However, Jefferson ultimately knew that America couldn't remain an
agricultural society forever and that eventually the land would run out and
it would no longer be possible for everyone to be a farmer. However, he
never really addressed how to deal with this fact, he merely hoped that the
industrialization and urbanization of America would be held off as long as
possible. Jefferson understood how to distribute political and economic
power within an agricultural framework, but there was no model for
distributed political and economic power within an industrial framework. As
far as Jefferson was concerned, the development of industry and banking
would inevitably lead to the development of economic inequality,
aristocracy, and plutocracy. On the other hand, Jefferson was no
"conservative" either. He was a liberal in the true sense, and was a strong
advocate of a liberal public education and technological modernization.
Jefferson hoped that science and technology could be developed in ways to
make home-based manufacturing and modernization possible. Jefferson
basically envisioned a nation where everyone owned their own land and was
highly self-sufficient, with home-based production of commodities using
machines so that automation and mechanization would enable individuals to
remain independent from corporations and centralized industry. As we know,
this is not at all how things turned out.
But ultimately, Jefferson's key concept was that democracy was inherently
dependent upon highly distributed capital ownership. In Jefferson's mind,
that meant an agricultural economy where land was relatively equally divided
up among everyone. What is obvious today is that this isn't possible. Modern
society can't exist within the framework of a family farming nation. But,
the reason that Paine, Jefferson and may others of their time focused on
land distribution was because at that time land was far and away the most
important form of capital and wealth. Today that is no longer the case.
Jefferson's core concepts were essentially correct. Democracy is
dependent upon highly distributed capital ownership. Corporations and
banking do inherently lead to the development of hierarchical systems that
both create economic inequality and undermine democracy. The challenge then
is, how do we have both a modern industrial economy and highly distributed
capital ownership? In Jefferson's mind that required direct ownership of
actual physical capital in the form of land. The reason that Jefferson's
vision failed is that it was dependent upon distributed land ownership, but
there was no mechanism in place to ensure continued distribution of capital
ownership as freely available land inevitably disappeared and land became
less important after the industrial revolution. Thus, we have to do the best
that we can given the requirements of a modern economy, and that means
distributing ownership of corporations and financial instruments via shares.
National Individual Investment Program vs. Universal Basic Income
There has been growing interest in the use of a
universal
basic income (UBI) as a means of addressing economic inequality and
poverty in developed economies; see examples
here and
here. Advocates of a universal basic income see it as a way to address
rising income inequality and alleviate poverty.

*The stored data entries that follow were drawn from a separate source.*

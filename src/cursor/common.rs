use std::{collections::VecDeque, time::Duration};

use crate::{
    bson::{Bson, Document, Timestamp},
    change_stream::event::ResumeToken,
    client::executor::ExecutionDetails,
    error::{Error, Result},
    operation::{Aggregate, CursorInfo, Find, KillCursors, ListCollections},
    transport::{command::Command, StreamDescription},
    trace::CURSOR_TRACING_EVENT_TARGET,
    Client,
    ClientSession,
    Namespace,
};

/// How many documents a cursor asks for, and when it stops asking.
#[derive(Clone, Copy, Debug, Default, PartialEq, Eq)]
pub(crate) struct BatchSizing {
    /// Documents requested per round trip. `None` leaves the choice to the server.
    pub(crate) batch_size: Option<u32>,

    /// Total number of documents the cursor yields before closing itself.
    pub(crate) limit: Option<i64>,

    /// Close the cursor after the first batch.
    pub(crate) single_batch: bool,

    /// Ask the server to close the cursor after the first batch (`singleBatch: true`).
    pub(crate) wire_single_batch: bool,
}

impl BatchSizing {
    /// Normalizes user supplied `find` sizing: a negative batch size or limit caps the cursor
    /// at a single batch of the absolute value, and a batch size of zero closes the cursor after
    /// the first batch of server-chosen size.
    pub(crate) fn new(batch_size: Option<i32>, limit: Option<i64>) -> Self {
        let mut sizing = Self::default();

        match batch_size {
            Some(n) if n > 0 => sizing.batch_size = Some(n.unsigned_abs()),
            Some(n) if n < 0 => {
                sizing.batch_size = Some(n.unsigned_abs());
                sizing.single_batch = true;
                sizing.wire_single_batch = true;
            }
            Some(_) => sizing.single_batch = true,
            None => {}
        }

        match limit {
            Some(n) if n > 0 => sizing.limit = Some(n),
            Some(n) if n < 0 => {
                sizing.limit = Some(n.saturating_abs());
                sizing.single_batch = true;
                sizing.wire_single_batch = true;
            }
            _ => {}
        }

        sizing
    }

    /// Sizing for aggregation cursors, where a batch size of zero asks for an empty first batch.
    pub(crate) fn from_batch_size(batch_size: Option<u32>) -> Self {
        Self {
            batch_size,
            ..Default::default()
        }
    }

    /// The batch size to send with the initiating command.
    pub(crate) fn initial_batch_size(&self) -> Option<u32> {
        match (self.batch_size, self.remaining(0)) {
            (Some(batch_size), Some(remaining)) => Some(batch_size.min(remaining)),
            (batch_size, _) => batch_size,
        }
    }

    /// The batch size to send with the next `getMore`, given how many documents the server has
    /// returned so far.
    pub(crate) fn get_more_batch_size(&self, returned: u64) -> Option<u32> {
        let batch_size = self.batch_size.filter(|n| *n > 0);
        match (batch_size, self.remaining(returned)) {
            (Some(batch_size), Some(remaining)) => Some(batch_size.min(remaining)),
            (None, Some(remaining)) => Some(remaining),
            (batch_size, None) => batch_size,
        }
    }

    /// Whether the cursor has returned everything it is allowed to.
    pub(crate) fn is_satisfied(&self, returned: u64) -> bool {
        self.remaining(returned) == Some(0)
    }

    fn remaining(&self, returned: u64) -> Option<u32> {
        self.limit.map(|limit| {
            let remaining = (limit as u64).saturating_sub(returned);
            u32::try_from(remaining).unwrap_or(u32::MAX)
        })
    }
}

/// Static information about a cursor.
#[derive(Clone, Debug)]
pub(crate) struct CursorInformation {
    pub(crate) ns: Namespace,
    pub(crate) id: i64,
    pub(crate) sizing: BatchSizing,
    pub(crate) max_time: Option<Duration>,
    pub(crate) comment: Option<Bson>,
}

/// Specification used to create a new cursor.
#[derive(Debug, Clone)]
pub(crate) struct CursorSpecification {
    pub(crate) info: CursorInformation,
    pub(crate) initial_buffer: VecDeque<Document>,
    pub(crate) post_batch_resume_token: Option<ResumeToken>,
    pub(crate) operation_time: Option<Timestamp>,
}

impl CursorSpecification {
    pub(crate) fn new(
        info: CursorInfo,
        sizing: BatchSizing,
        max_time: impl Into<Option<Duration>>,
        comment: impl Into<Option<Bson>>,
        operation_time: Option<Timestamp>,
    ) -> Self {
        Self {
            info: CursorInformation {
                ns: info.ns,
                id: info.id,
                sizing,
                max_time: max_time.into(),
                comment: comment.into(),
            },
            initial_buffer: info.first_batch,
            post_batch_resume_token: ResumeToken::from_document(info.post_batch_resume_token),
            operation_time,
        }
    }

    pub(crate) fn id(&self) -> i64 {
        self.info.id
    }
}

/// The result of asking a cursor for the next document of its current batch.
#[derive(Debug)]
pub(crate) enum BatchValue {
    /// A document, and whether it was the last one buffered.
    Some { doc: Document, is_last: bool },

    /// The last round trip returned no documents, but the cursor is still open.
    Empty,

    /// The cursor has nothing left to return.
    Exhausted,
}

/// The command that opens a cursor. Kept so the cursor can be rewound, cloned or explained.
#[derive(Debug, Clone)]
pub(crate) enum CursorSource {
    Find(Find),
    Aggregate(Aggregate),
    ListCollections(ListCollections),
}

impl CursorSource {
    pub(crate) async fn execute(
        &self,
        client: &Client,
        session: Option<&ClientSession>,
    ) -> Result<ExecutionDetails<CursorSpecification>> {
        match self.clone() {
            Self::Find(mut op) => client.execute_operation_with_details(&mut op, session).await,
            Self::Aggregate(mut op) => {
                client
                    .execute_operation_with_details(&mut op, session)
                    .await
            }
            Self::ListCollections(mut op) => {
                client
                    .execute_operation_with_details(&mut op, session)
                    .await
            }
        }
    }

    pub(crate) fn build(&self, description: &StreamDescription) -> Result<Command> {
        use crate::operation::Operation;

        match self.clone() {
            Self::Find(mut op) => op.build(description),
            Self::Aggregate(mut op) => op.build(description),
            Self::ListCollections(mut op) => op.build(description),
        }
    }

    pub(crate) fn set_batch_size(&mut self, batch_size: i32) -> Result<()> {
        match self {
            Self::Find(op) => op.set_batch_size(batch_size),
            Self::Aggregate(op) => {
                let batch_size = u32::try_from(batch_size).map_err(|_| {
                    Error::invalid_argument("aggregation cursors require a non-negative batch size")
                })?;
                op.set_batch_size(batch_size);
            }
            Self::ListCollections(op) => op.set_batch_size(batch_size),
        }
        Ok(())
    }

    pub(crate) fn has_read_or_write_concern(&self) -> bool {
        match self {
            Self::Find(op) => op.has_read_concern(),
            Self::Aggregate(op) => op.has_read_or_write_concern(),
            Self::ListCollections(_) => false,
        }
    }

    pub(crate) fn is_out_or_merge(&self) -> bool {
        matches!(self, Self::Aggregate(op) if op.is_out_or_merge())
    }
}

/// The session a cursor sends its commands with.
#[derive(Debug, Clone)]
pub(crate) enum CursorSession {
    /// Supplied by the caller, never ended by the cursor.
    Explicit(ClientSession),

    /// Created for the cursor by the client when the initiating command was sent, and ended
    /// once the cursor is exhausted, closed or rewound.
    Implicit(Option<ClientSession>),
}

impl CursorSession {
    pub(crate) fn new(session: Option<ClientSession>) -> Self {
        match session {
            Some(session) if session.is_implicit() => Self::Implicit(Some(session)),
            Some(session) => Self::Explicit(session),
            None => Self::Implicit(None),
        }
    }

    pub(crate) fn get(&self) -> Option<&ClientSession> {
        match self {
            Self::Explicit(session) => Some(session),
            Self::Implicit(session) => session.as_ref(),
        }
    }

    /// Ends and forgets an implicit session. Explicit sessions are left alone.
    pub(crate) fn end_implicit(&mut self) {
        if let Self::Implicit(session) = self {
            if let Some(session) = session.take() {
                session.end_session();
            }
        }
    }

    /// A copy for a fresh cursor over the same source: explicit sessions are shared, implicit
    /// ones are not.
    pub(crate) fn for_clone(&self) -> Self {
        match self {
            Self::Explicit(session) => Self::Explicit(session.clone()),
            Self::Implicit(_) => Self::Implicit(None),
        }
    }
}

/// Mutable state of a started cursor.
#[derive(Debug, Default)]
pub(crate) struct CursorState {
    pub(crate) info: Option<CursorInformation>,
    pub(crate) buffer: VecDeque<Document>,
    pub(crate) exhausted: bool,
    pub(crate) closed: bool,
    pub(crate) returned: u64,
    pub(crate) post_batch_resume_token: Option<ResumeToken>,
    pub(crate) operation_time: Option<Timestamp>,
}

impl CursorState {
    pub(crate) fn is_started(&self) -> bool {
        self.info.is_some()
    }

    /// Whether the server still holds a cursor for this state.
    pub(crate) fn is_alive_on_server(&self) -> bool {
        !self.exhausted && self.info.as_ref().map(|info| info.id != 0).unwrap_or(false)
    }
}

/// Sends `killCursors` for a cursor on a background task, if a runtime is available. The
/// session handle is released once the command completes.
pub(super) fn kill_cursor(
    client: Client,
    ns: Namespace,
    cursor_id: i64,
    session: Option<ClientSession>,
) {
    let handle = match tokio::runtime::Handle::try_current() {
        Ok(handle) => handle,
        Err(_) => return,
    };
    handle.spawn(async move {
        let mut op = KillCursors::new(ns, cursor_id);
        let live_session = session.as_ref().filter(|session| !session.has_ended());
        if let Err(error) = client.execute_operation(&mut op, live_session).await {
            tracing::debug!(
                target: CURSOR_TRACING_EVENT_TARGET,
                error = %error,
                cursor_id,
                "Background killCursors failed"
            );
        }
        if let Some(session) = session.filter(ClientSession::is_implicit) {
            session.end_session();
        }
    });
}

A universal basic income could address both poverty and income
inequality, but in my option something like the National Individual
Investment Program (NIIP) I am proposing has several significant advantages
over a universal basic income.
I think the most important advantage of the NIIP over a UBI is the fact
that the NIIP would actually re-distribute capital, and thus truly alter
before tax income distributions as well as truly altering the distribution
of political power in society.
A UBI does not do these things. Ultimately, a UBI becomes an allowance
provided by the rich. As such, it suffers the same long-term problems as
many of the New Deal era economic reforms. It can only exist at the whim of
the wealthy, who, through their retained ownership of capital, would still
have the political, social, cultural, and economic power to undermine the
program. Even if such a program were to be implemented, it's long-term
maintenance would be forever in peril, in much the same way that Social
Security is today, except it would be much worse, because it would be
impossible to implement a UBI without raising significant taxes on the rich,
unlike Social Security, which basically doesn't tax the rich at all.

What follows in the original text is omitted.